From the moment a person is suspected of an offence, they benefit from all rights guaranteed by the Code of Criminal Procedure (CPC) and the Federal Constitution (art. 32 Cst.). They have the right to be informed without delay and in detail of the offences attributed to them (art. 158 para. 1 let. a CPC), the right to remain silent (art. 113 CPC) and to refuse to cooperate in establishing the facts, the right to be assisted by a defence counsel of their choice (art. 129 CPC) or by a duty counsel if the legal conditions are met, and the right to be presumed innocent until final judgment (art. 10 CPC). These rights must be communicated to the suspect at the first hearing; failing this, statements obtained cannot be used.

What is mandatory defence and in which cases does it apply?

Mandatory defence (art. 130 CPC) requires the suspect to be assisted by a defence counsel in certain situations where the stakes are particularly high. It applies notably when pre-trial detention has lasted more than twenty-four hours, when the suspect faces a custodial sentence of more than one year or a measure under arts. 59 to 61 SCC, when there are doubts about the suspect's mental state, or when the complexity of the case so requires. If the suspect does not appoint a lawyer themselves, the public prosecutor's office or court appoints one ex officio. Mandatory defence ensures that defence rights are effectively exercised in the most serious cases.

How do I choose a private defence counsel under Swiss criminal law?

The suspect has the right to freely engage the lawyer of their choice as private defence counsel (art. 129 CPC), provided the lawyer is admitted to the bar of the canton in which proceedings are taking place or meets the conditions for free movement of lawyers in Switzerland (LLCA). The private defence counsel is paid by the suspect themselves. In case of acquittal or discontinuation of proceedings, defence costs are in principle borne by the State (art. 429 CPC), subject to the fees corresponding to a reasonable rate.
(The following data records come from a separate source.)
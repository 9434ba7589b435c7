// Copyright (c) Ember Data Codemod contributors.
//
// This source code is licensed under the MIT license found in the
// LICENSE file in the root directory of this source tree.

//! Per-file transform pipeline.
//!
//! ```text
//! parse -> scope tree -> import scan -> alias resolution
//!       -> usage resolution -> namespace cleanup -> import synthesis
//!       -> batch edit
//! ```
//!
//! Every stage only *computes* edits; the source is rewritten once at the
//! end by [`BatchSpanEditor`], so a failure anywhere leaves the input as is.

use std::collections::HashSet;

use serde::Serialize;
use thiserror::Error;
use tracing::{debug, warn};

use ember_data_codemod_core::config::TransformOptions;
use ember_data_codemod_core::diagnostic::Diagnostic;
use ember_data_codemod_core::mapping::MappingTable;
use ember_data_codemod_core::patch::{BatchEditError, BatchSpanEditor, EditPrimitive, Span};
use ember_data_codemod_core::registry::ModuleRegistry;

use crate::alias::AliasScan;
use crate::imports::scan_imports;
use crate::parse::{parse_module, ParseError};
use crate::scope::{ScopeId, ScopeTree};
use crate::synth::synthesize_imports;
use crate::usage::resolve_usages;

/// Failure that leaves a file unchanged.
#[derive(Debug, Error)]
pub enum TransformError {
    #[error("parse error: {0}")]
    Parse(#[from] ParseError),

    #[error("failed to apply edits: {0}")]
    Edit(#[from] BatchEditError),
}

/// Result of transforming one file.
#[derive(Debug, Clone, Serialize)]
pub struct TransformOutput {
    /// The rewritten source, or the input when nothing changed.
    pub source: String,
    pub changed: bool,
    /// Diagnostics in source order.
    pub diagnostics: Vec<Diagnostic>,
}

impl TransformOutput {
    fn unchanged(source: &str, diagnostics: Vec<Diagnostic>) -> Self {
        TransformOutput {
            source: source.to_string(),
            changed: false,
            diagnostics,
        }
    }
}

/// Transform one file's source.
///
/// `file` only labels diagnostics and parse errors.
pub fn transform_source(
    file: &str,
    source: &str,
    table: &MappingTable,
    options: &TransformOptions,
) -> Result<TransformOutput, TransformError> {
    let parsed = parse_module(file, source)?;
    let tree = ScopeTree::build(&parsed);
    let mut registry = ModuleRegistry::new();
    let imports = scan_imports(&parsed, table, options, &mut registry);

    // Without its import, a namespace name the file declares itself is not
    // the namespace.
    let namespace = match &imports.namespace {
        Some(ns) => Some(ns.local.clone()),
        None if tree.module_declares(&options.default_global) => None,
        None => Some(options.default_global.clone()),
    };

    let mut edits: Vec<EditPrimitive> = Vec::new();
    let mut diagnostics: Vec<Diagnostic> = Vec::new();
    let mut drop_namespace = false;

    if let Some(namespace) = &namespace {
        let aliases = AliasScan::discover(&parsed, &tree, namespace);
        reserve_names(&mut registry, &tree, &imports.locals().collect(), &aliases);

        let alias = aliases.resolve(&parsed, &tree, table, &mut registry, file);
        for local in &alias.kept_module_locals {
            registry.reserve(local.clone());
        }

        let usage = resolve_usages(
            &parsed,
            &tree,
            table,
            &mut registry,
            namespace,
            &alias.removed,
            file,
        );

        let replaced: Vec<Span> = usage.references.iter().map(|r| r.span).collect();
        drop_namespace = imports.namespace.is_some()
            && !namespace_still_used(&tree, namespace, &alias.removed, &replaced);

        edits.extend(alias.edits);
        edits.extend(usage.references.iter().map(|r| EditPrimitive::Replace {
            span: r.span,
            new_text: registry.get(r.binding).local_name.clone(),
        }));
        diagnostics.extend(alias.diagnostics);
        diagnostics.extend(usage.diagnostics);
    }

    edits.extend(synthesize_imports(
        &parsed,
        &imports,
        &registry,
        drop_namespace,
        options,
    ));
    diagnostics.sort_by_key(Diagnostic::line);

    if edits.is_empty() {
        return Ok(TransformOutput::unchanged(source, diagnostics));
    }

    let mut editor = BatchSpanEditor::new(source);
    editor.add_all(edits);
    let rewritten = editor.apply()?;
    let changed = rewritten != source;

    debug!(
        file,
        changed,
        bindings = registry.len(),
        diagnostics = diagnostics.len(),
        "transformed"
    );

    Ok(TransformOutput {
        source: rewritten,
        changed,
        diagnostics,
    })
}

/// Transform one file, turning a failure into a `TransformError` diagnostic
/// and the unmodified source.
pub fn transform_file(
    file: &str,
    source: &str,
    table: &MappingTable,
    options: &TransformOptions,
) -> TransformOutput {
    match transform_source(file, source, table, options) {
        Ok(output) => output,
        Err(err) => {
            warn!(file, error = %err, "leaving file unchanged");
            TransformOutput::unchanged(
                source,
                vec![Diagnostic::TransformError {
                    file: file.to_string(),
                    original_source: source.to_string(),
                    error_detail: err.to_string(),
                }],
            )
        }
    }
}

/// Reserve every name a new import must not take: module-scope
/// declarations other than imports and aliases of the namespace, plus
/// free identifiers.
fn reserve_names(
    registry: &mut ModuleRegistry,
    tree: &ScopeTree,
    import_locals: &HashSet<&str>,
    aliases: &AliasScan,
) {
    let alias_locals: HashSet<&str> = aliases.module_locals().collect();
    for name in tree.module_names() {
        if !import_locals.contains(name) && !alias_locals.contains(name) {
            registry.reserve(name);
        }
    }
    for name in tree.free_names() {
        registry.reserve(name);
    }
}

/// True if an unshadowed reference to the namespace survives the edits.
fn namespace_still_used(tree: &ScopeTree, namespace: &str, removed: &[Span], replaced: &[Span]) -> bool {
    tree.references_to(namespace).any(|r| {
        tree.resolve(namespace, r.span.start).unwrap_or(ScopeId::MODULE) == ScopeId::MODULE
            && !removed.iter().chain(replaced).any(|span| span.contains(&r.span))
    })
}

#[cfg(test)]
mod tests {
    use super::*;
    use ember_data_codemod_core::mapping::LegacyPathMapping;

    fn table() -> MappingTable {
        MappingTable::from_entries(
            "DS",
            vec![
                LegacyPathMapping::new("Model", "models", "default"),
                LegacyPathMapping::new("attr", "models", "attr"),
            ],
        )
        .unwrap()
    }

    fn options() -> TransformOptions {
        TransformOptions {
            namespace_module: "legacy".to_string(),
            ..TransformOptions::default()
        }
    }

    #[test]
    fn rewrites_namespace_into_imports() {
        let source = "import NS from \"legacy\";\nconst { attr } = NS;\nexport default NS.Model.extend({ shoe: attr('number') });\n";
        let output = transform_source("model.js", source, &table(), &options()).unwrap();
        assert!(output.changed);
        assert_eq!(
            output.source,
            "import Model, { attr } from 'models';\nexport default Model.extend({ shoe: attr('number') });\n"
        );
        assert!(output.diagnostics.is_empty());
    }

    #[test]
    fn namespace_import_survives_unmapped_reference() {
        let source = "import NS from 'legacy';\nNS.Model.extend();\nNS.unknownThing();\n";
        let output = transform_source("a.js", source, &table(), &options()).unwrap();
        assert_eq!(
            output.source,
            "import Model from 'models';\nimport NS from 'legacy';\nModel.extend();\nNS.unknownThing();\n"
        );
        assert_eq!(output.diagnostics.len(), 1);
    }

    #[test]
    fn file_declaring_the_global_name_is_untouched() {
        let source = "const DS = makeStore();\nDS.Model.extend();\n";
        let output = transform_source("a.js", source, &table(), &options()).unwrap();
        assert!(!output.changed);
        assert_eq!(output.source, source);
    }

    #[test]
    fn parse_failure_becomes_diagnostic() {
        let source = "import NS from 'legacy';\nconst = ;\n";
        let output = transform_file("broken.js", source, &table(), &options());
        assert!(!output.changed);
        assert_eq!(output.source, source);
        match &output.diagnostics[..] {
            [Diagnostic::TransformError {
                file,
                original_source,
                error_detail,
            }] => {
                assert_eq!(file, "broken.js");
                assert_eq!(original_source, source);
                assert!(error_detail.starts_with("parse error"));
            }
            other => panic!("unexpected diagnostics: {:?}", other),
        }
    }

    #[test]
    fn output_serializes() {
        let output = transform_file("a.js", "NS.Model;\n", &table(), &options());
        let json = serde_json::to_value(&output).unwrap();
        assert_eq!(json["changed"], false);
    }
}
It is strongly recommended to consult a lawyer upon receiving a police summons or notice of the opening of an investigation, without waiting for the trial phase.

What happens during a police interview as a suspect?

When the police summons a person as a suspect, they must inform them at the start of the interview of the offences attributed, their right to remain silent and their right to legal assistance (art. 158 CPC). If this information is not provided, statements made cannot be used as evidence. The suspect is not obliged to answer questions and may refuse to testify without this being interpreted against them. It is strongly advised not to make any statements before consulting a lawyer. If the person is subsequently heard by the public prosecutor (investigative hearing), the same rules apply but the defence counsel may be present during the hearing.

What appeals are available against a penal order?

A penal order (arts. 352 et seq. CPC) is a decision issued by the public prosecutor without a hearing, for offences of low or medium seriousness. The suspect has ten days from notification to file an objection (art. 354 para. 1 CPC). The objection is a simple act that does not require motivation; it is sufficient to annul the order. If an objection is filed, the public prosecutor may either discontinue proceedings, or maintain the order and refer the matter to the competent court for ordinary judgment. The objection may relate to both guilt and the penalty imposed. It is important to strictly comply with the ten-day deadline, failing which the order becomes final.